Hi Alparslan,
> You can see the stats in this link:
> https://developers.google.com/webmasters/state-of-the-web/) We
> can develop an HTML parser plug-in to provide such an improvement.
Nice resource and nice idea.
For me that sounds like a combination of the ParserJob and the classic Hadoop
word count expample:
1. take the ParserJob and modify ParserMapper.map():
instead of
context.write(key, page);
traverse the DOM and do a
context.write(new Text("<"+element_name+">"), 1);
context.write(new Text("<meta name=description>"), 1);
etc. for all your required statistics.
For simplicity all keys are strings (Text). But you could
define special objects to hold, e.g. element - attribute pairs.
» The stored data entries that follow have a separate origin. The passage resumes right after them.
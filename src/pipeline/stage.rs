//! Staging: persist an upload to a temporary file the engine can open.
//!
//! Engines sniff the format from the file extension, so the staged file keeps
//! the upload's suffix. Every staged file is unique (`tempfile` creates it
//! with `O_EXCL`) and is owned by a [`StagedFile`] guard: the file is deleted
//! on [`StagedFile::release`] or, failing that, when the guard is dropped.
//! Deletion errors are swallowed in both paths.

use crate::error::StagingError;
use crate::output::UploadedItem;
use std::io::Write;
use std::path::{Path, PathBuf};
use tempfile::TempPath;
use tracing::debug;

const STAGED_PREFIX: &str = "doc2text-";

/// Split a declared name into `(stem, suffix)`.
///
/// The suffix starts at the last `.` of the final path component and keeps
/// the dot. Names without a dot, or whose only dot leads the name
/// (`.bashrc`), have an empty suffix.
///
/// ```rust
/// use doc2text::pipeline::stage::split_extension;
///
/// assert_eq!(split_extension("report.final.docx"), ("report.final", ".docx"));
/// assert_eq!(split_extension("README"), ("README", ""));
/// assert_eq!(split_extension(".bashrc"), (".bashrc", ""));
/// ```
pub fn split_extension(name: &str) -> (&str, &str) {
    let file_start = name.rfind(['/', '\\']).map(|i| i + 1).unwrap_or(0);
    let file_name = &name[file_start..];
    match file_name.rfind('.') {
        Some(dot) if file_name[..dot].chars().any(|c| c != '.') => {
            name.split_at(file_start + dot)
        }
        _ => (name, ""),
    }
}

/// Writes uploads into a staging directory.
#[derive(Debug, Clone, Default)]
pub struct StagingStore {
    dir: Option<PathBuf>,
}

impl StagingStore {
    /// Stage into `dir`, or the system temp directory when `None`.
    pub fn new(dir: Option<PathBuf>) -> Self {
        Self { dir }
    }

    /// Write `item` to a new, uniquely named temporary file.
    ///
    /// On error nothing is left on disk: a file that was created but could not
    /// be written is removed before returning.
    pub fn stage(&self, item: &UploadedItem) -> Result<StagedFile, StagingError> {
        let (_, suffix) = split_extension(&item.name);
        let wrap = |source| StagingError {
            name: item.name.clone(),
            source,
        };

        let mut builder = tempfile::Builder::new();
        builder.prefix(STAGED_PREFIX).suffix(suffix);
        let mut file = match self.dir {
            Some(ref dir) => builder.tempfile_in(dir),
            None => builder.tempfile(),
        }
        .map_err(wrap)?;

        file.write_all(&item.bytes).map_err(wrap)?;
        file.flush().map_err(wrap)?;

        // Close the handle so the engine sees a finished file; the path guard
        // keeps ownership of the deletion.
        let path = file.into_temp_path();
        debug!(
            "Staged '{}' ({} bytes) at {}",
            item.name,
            item.bytes.len(),
            path.display()
        );
        Ok(StagedFile { path })
    }
}

/// A staged upload on disk, deleted when released or dropped.
#[derive(Debug)]
pub struct StagedFile {
    path: TempPath,
}

impl StagedFile {
    pub fn path(&self) -> &Path {
        &self.path
    }

    /// Delete the staged file. Best-effort: a failed delete is ignored.
    pub fn release(self) {
        let _ = self.path.close();
    }
}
2. instead of the IdentityPageReducer use the WordCountReducer.
3. you'll get a list of counts in the output directory
which can be processed by scripts or Excel to plot diagrams.
Maybe that's simpler than to modify WebPage and finally get the numbers out.
Sebastian
On 02/19/2014 02:07 PM, Alparslan Avcı wrote:
> Hi all,
>
> In order to get more info about structures of the pages we crawled, we need
> to save the HTML tags,
> attributes, and their values, I think. After Nutch provides this info, a data
> analysis process (with
> help of Pig, for example) can be run over the collected datum. (Google also
> saves this kind of info.
> You can see the stats in this link:
> https://developers.google.com/webmasters/state-of-the-web/) We
> can develop an HTML parser plug-in to provide such an improvement.
>
> In the plug-in, we can iterate over the DOM root element, and save the tags,
> attributes and values
> into the WebPage object. We can create a new field for this, however this
> will change the data
> model. Instead, we can add the tag info into the metadata map. (We can also
> add a prefix to map key
> to differ the tag content data from other info.)
>
> What do you think about this? Any comments or suggestions?